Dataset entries
'''

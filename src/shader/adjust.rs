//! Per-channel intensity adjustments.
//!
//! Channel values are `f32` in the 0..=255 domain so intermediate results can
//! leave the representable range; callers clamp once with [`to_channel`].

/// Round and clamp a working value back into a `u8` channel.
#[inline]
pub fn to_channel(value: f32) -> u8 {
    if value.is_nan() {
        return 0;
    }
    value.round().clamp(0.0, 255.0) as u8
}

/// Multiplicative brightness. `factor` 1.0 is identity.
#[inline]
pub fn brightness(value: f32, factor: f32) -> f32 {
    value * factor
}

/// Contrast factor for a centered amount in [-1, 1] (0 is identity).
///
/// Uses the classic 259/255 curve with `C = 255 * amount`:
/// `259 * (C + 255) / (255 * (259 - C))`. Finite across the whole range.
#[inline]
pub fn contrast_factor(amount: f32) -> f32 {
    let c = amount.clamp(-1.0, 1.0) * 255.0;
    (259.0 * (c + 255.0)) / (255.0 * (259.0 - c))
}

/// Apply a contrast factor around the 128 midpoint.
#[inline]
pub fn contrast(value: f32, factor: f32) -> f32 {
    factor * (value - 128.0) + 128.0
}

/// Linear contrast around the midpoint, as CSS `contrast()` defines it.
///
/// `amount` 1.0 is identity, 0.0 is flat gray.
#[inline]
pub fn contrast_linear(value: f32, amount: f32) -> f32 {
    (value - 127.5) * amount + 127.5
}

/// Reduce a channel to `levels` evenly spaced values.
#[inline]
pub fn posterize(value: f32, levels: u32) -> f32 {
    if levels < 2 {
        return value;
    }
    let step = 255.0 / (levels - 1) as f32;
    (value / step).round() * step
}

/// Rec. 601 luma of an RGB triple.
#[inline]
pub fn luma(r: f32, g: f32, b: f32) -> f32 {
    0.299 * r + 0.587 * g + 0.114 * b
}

'''

## [WHAT IS REQUIRED]
Nothing should be left out: return all of the records exactly.

## [EXERCISE SOLUTION]
filename src/shader/adjust.rs
//! Per-channel intensity adjustments.
//!
//! Channel values are `f32` in the 0..=255 domain so intermediate results can
//! leave the representable range; callers clamp once with [`to_channel`].

/// Round and clamp a working value back into a `u8` channel.
#[inline]
pub fn to_channel(value: f32) -> u8 {
    if value.is_nan() {
        return 0;
    }
    value.round().clamp(0.0, 255.0) as u8
}

/// Multiplicative brightness. `factor` 1.0 is identity.
#[inline]
pub fn brightness(value: f32, factor: f32) -> f32 {
    value * factor
}

/// Contrast factor for a centered amount in [-1, 1] (0 is identity).
///
/// Uses the classic 259/255 curve with `C = 255 * amount`:
/// `259 * (C + 255) / (255 * (259 - C))`. Finite across the whole range.
#[inline]
pub fn contrast_factor(amount: f32) -> f32 {
    let c = amount.clamp(-1.0, 1.0) * 255.0;
    (259.0 * (c + 255.0)) / (255.0 * (259.0 - c))
}

/// Apply a contrast factor around the 128 midpoint.
#[inline]
pub fn contrast(value: f32, factor: f32) -> f32 {
    factor * (value - 128.0) + 128.0
}

/// Linear contrast around the midpoint, as CSS `contrast()` defines it.
///
/// `amount` 1.0 is identity, 0.0 is flat gray.
#[inline]
pub fn contrast_linear(value: f32, amount: f32) -> f32 {
    (value - 127.5) * amount + 127.5
}

/// Reduce a channel to `levels` evenly spaced values.
#[inline]
pub fn posterize(value: f32, levels: u32) -> f32 {
    if levels < 2 {
        return value;
    }
    let step = 255.0 / (levels - 1) as f32;
    (value / step).round() * step
}

/// Rec. 601 luma of an RGB triple.
#[inline]
pub fn luma(r: f32, g: f32, b: f32) -> f32 {
    0.299 * r + 0.587 * g + 0.114 * b
}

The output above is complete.